[tlhIngan Hol] does the {-ta'} leave room for interpretation for the {-pu'} ?

Will Martin willmartin2 at mac.com
Thu Apr 16 07:54:07 PDT 2020


You seem to be ignoring the option of saying {qaqIpbe’ta’} and treating that as if it were synonymous with {qaqIpta’be’}.

The former definitely means that I accomplished not hitting you. I had a goal of not hitting you and I achieved it. Maybe you were acting like the kind of jerk that would have pushed a less patient man over the threshold, but I made a promise not to hit you (to myself or someone else), and I kept it.

{qaqIpta’be’} suggests that both the fact of hitting you and the goal of hitting you didn’t happen. Essentially, the goal of hitting you was not achieved. Context might make it more conclusive whether any hitting happened or not, but definitely there was a goal and it wasn’t achieved.

Maybe I swung at you, but you ducked and I lightly grazed you and now you are whining about it, and I’m explaining that that little tap was nothing significant. It shouldn’t even count as hitting you. It was nothing I’d brag about and nothing you should complain about.

Or maybe I just haven’t gotten around to it yet. Next time I see you, I intend to punch your lights out, but I haven’t seen you since I saw your message that triggered my new goal of placing my fist two inches past the boundary that is your face.
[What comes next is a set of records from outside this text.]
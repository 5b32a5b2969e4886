//! The per-event transform stage and the chain that pumps events through a
//! sequence of them.
//!
//! Grounded on the teacher's `modules::processors::run_processor`, which
//! receives an `InternalMessage` from the previous stage's channel, calls
//! the processor, and forwards the result (fanning out one state update per
//! extra message). Here the contract is narrower and closer to the
//! specification's own redesign note (section 9): a filter returns a single
//! [`FilterOutcome`] rather than writing into an `inject` channel and
//! separately calling a `drop` callback, which makes "inject and drop in
//! the same call" structurally impossible instead of merely disallowed.

use std::sync::Arc;

use async_trait::async_trait;
use tokio_util::sync::CancellationToken;
use tracing::{debug, warn};

use crate::event::Event;
use crate::Error;

/// What a filter decided to do with one event.
pub enum FilterOutcome {
    /// Forward the event unchanged (or mutated in place) to the next stage.
    Pass(Event),
    /// Drop the event: it is not forwarded, and its batch (if any) is
    /// signalled via the drop channel instead of output-burndown.
    Drop(Event),
    /// Forward the event, plus additional synthetic events that enter the
    /// next stage but do not belong to the original event's batch.
    Inject(Event, Vec<Event>),
    /// The filter failed. The event is still forwarded (filter failures are
    /// recoverable) and the batch's error channel is signalled.
    Fail(Event, Error),
}

/// A per-event transformation stage. Implementations must not retain the
/// event reference after `apply` returns.
#[async_trait]
pub trait Filter: Send + Sync {
    /// Applies this filter to one event, returning what happened.
    async fn apply(&self, event: Event) -> FilterOutcome;
}

/// Adapts a plain closure into a [`Filter`], for the common case of a
/// stateless transform with no async work.
pub struct FnFilter<F>(F)
where
    F: Fn(Event) -> FilterOutcome + Send + Sync;

impl<F> FnFilter<F>
where
    F: Fn(Event) -> FilterOutcome + Send + Sync,
{
    /// Wraps `f` as a [`Filter`].
    pub fn new(f: F) -> Self {
        FnFilter(f)
    }
}

#[async_trait]
impl<F> Filter for FnFilter<F>
where
    F: Fn(Event) -> FilterOutcome + Send + Sync,
{
    async fn apply(&self, event: Event) -> FilterOutcome {
        (self.0)(event)
    }
}

fn signal_outcome(outcome: &FilterOutcome) {
    match outcome {
        FilterOutcome::Pass(e) => {
            if let Some(b) = e.batch() {
                b.filter_burndown();
            }
        }
        FilterOutcome::Drop(e) => {
            if let Some(b) = e.batch() {
                b.drop_signal();
            } else {
                debug!("dropped event with no batch attached");
            }
        }
        FilterOutcome::Inject(e, extras) => {
            if let Some(b) = e.batch() {
                b.filter_burndown();
            }
            if extras.iter().any(|e| e.batch().is_some()) {
                warn!("injected event unexpectedly carries a batch handle");
            }
        }
        FilterOutcome::Fail(e, err) => {
            if let Some(b) = e.batch() {
                b.error_signal(err.to_string());
            }
        }
    }
}

/// Runs `filters` in sequence as N+1 channels and N workers: stage *i* reads
/// from channel *i* and writes to channel *i+1*. Channel 0 is `input`;
/// the last stage's output channel is returned as the pre-fanout channel.
///
/// Each worker also observes `cancel` and closes its outgoing channel (by
/// being dropped) when cancellation fires or its inbound channel closes.
pub fn spawn_chain(
    filters: Vec<Arc<dyn Filter>>,
    input: flume::Receiver<Event>,
    cancel: CancellationToken,
    join_set: &mut tokio::task::JoinSet<Result<(), Error>>,
) -> flume::Receiver<Event> {
    let mut current_rx = input;

    for filter in filters {
        let (tx, rx) = flume::bounded::<Event>(2);
        let stage_cancel = cancel.clone();
        let stage_rx = current_rx;
        join_set.spawn(async move {
            loop {
                tokio::select! {
                    biased;
                    () = stage_cancel.cancelled() => {
                        debug!("filter stage cancelled");
                        break;
                    }
                    recv = stage_rx.recv_async() => {
                        match recv {
                            Ok(event) => {
                                let outcome = filter.apply(event).await;
                                signal_outcome(&outcome);
                                match outcome {
                                    FilterOutcome::Pass(e) | FilterOutcome::Fail(e, _) => {
                                        if tx.send_async(e).await.is_err() {
                                            break;
                                        }
                                    }
                                    FilterOutcome::Drop(_) => {}
                                    FilterOutcome::Inject(e, extras) => {
                                        if tx.send_async(e).await.is_err() {
                                            break;
                                        }
                                        for extra in extras {
                                            if tx.send_async(extra).await.is_err() {
                                                break;
                                            }
                                        }
                                    }
                                }
                            }
                            Err(_) => break,
                        }
                    }
                }
            }
            Ok(())
        });
        current_rx = rx;
    }

    current_rx
}

#[cfg(test)]
mod test {
    use super::*;
    use crate::event::Value;

    fn pass_through() -> Arc<dyn Filter> {
        Arc::new(FnFilter::new(FilterOutcome::Pass))
    }

    fn dropper() -> Arc<dyn Filter> {
        Arc::new(FnFilter::new(|e: Event| {
            if e.get("discard") == Some(&Value::Bool(true)) {
                FilterOutcome::Drop(e)
            } else {
                FilterOutcome::Pass(e)
            }
        }))
    }

    #[tokio::test]
    async fn chain_forwards_events() {
        let (tx, rx) = flume::bounded(2);
        let cancel = CancellationToken::new();
        let mut joins = tokio::task::JoinSet::new();
        let out = spawn_chain(vec![pass_through()], rx, cancel, &mut joins);

        let mut e = Event::new();
        e.set("message", "hi");
        tx.send_async(e).await.unwrap();
        drop(tx);

        let got = out.recv_async().await.unwrap();
        assert_eq!(got.get("message"), Some(&Value::String("hi".into())));
    }

    #[tokio::test]
    async fn chain_drops_marked_events() {
        let (tx, rx) = flume::bounded(2);
        let cancel = CancellationToken::new();
        let mut joins = tokio::task::JoinSet::new();
        let out = spawn_chain(vec![dropper()], rx, cancel, &mut joins);

        let mut keep = Event::new();
        keep.set("discard", false);
        let mut drop_me = Event::new();
        drop_me.set("discard", true);

        tx.send_async(keep).await.unwrap();
        tx.send_async(drop_me).await.unwrap();
        drop(tx);

        let first = out.recv_async().await.unwrap();
        assert_eq!(first.get("discard"), Some(&Value::Bool(false)));
        assert!(out.recv_async().await.is_err());
    }
}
As always, context clarifies the details.

Does this help?

charghwI’ vaghnerya’ngan

rInpa’ bomnIS be’’a’ pI’.

> On Apr 16, 2020, at 9:00 AM, mayqel qunen'oS <mihkoun at gmail.com> wrote:
> 
> jIH:
>> Meaning that "no intentional hitting took place", and not
>> "intentionally, no hitting took place"; now, whether this would leave
>> room for interpretation that "unintentional hitting could have taken
>> place", which was the original question of this thread, is another
>> story.
> De'vID:
>> No, it actually does mean "no hitting took place". The meanings of {-pu'be'} and
>> {-ta'be'} are the same, except that the latter implies the (in)action was intentional.
> 
> ok, I understand that.
> 
> jIH:
>> The only way I can see the "I deliberately did not hit you" meaning
>> being produced is by writing {qaqIpbe'ta'}:
> De'vID:
>> That means "I accomplished not hitting you", which is different from
>> "I did not hit you, on purpose" (though the difference is very subtle).
> 
> I understand this too. So far so good.
> 
> De'vID:
>> If {qaqIpta'} is "I hit you (and I did it deliberately)", then {qaqIpta'be'} is
>> "I did not hit you (and I did it deliberately)". Arguably, it's ambiguous whether
>> the meaning is "I intended not to hit you, and in fact did not hit you" or "I intended
>> to hit you, but did not hit you". Perhaps *that* distinction can be indicated by
>> context. But the primary action of the negation is to negate the completion or
>> accomplishment, not the intention.
> 
> ok, I understand this, but here is my problem:
> 
> I want to say to say "I did not hit you"; no hitting has taken place,
> and the hitting which hasn't taken place is of the intentional kind.
> What I mean is: "I didn't (set out to hit you and subsequently hit
> you)". How do I say it ?
> 
> If I write {qaqIpta'be'}, then it means "I did not hit you, and I did
> deliberately". If I write {qaqIppu'be'}, then this includes the
> meaning of "I did not hit you, and I did deliberately", but I don't
> know of it includes too the meaning which I want to express.
> 
> And if I write {chIch qaqIppu'be'}, then seeming/apparently it means
> "I intended not to hit you, and in fact did not hit you".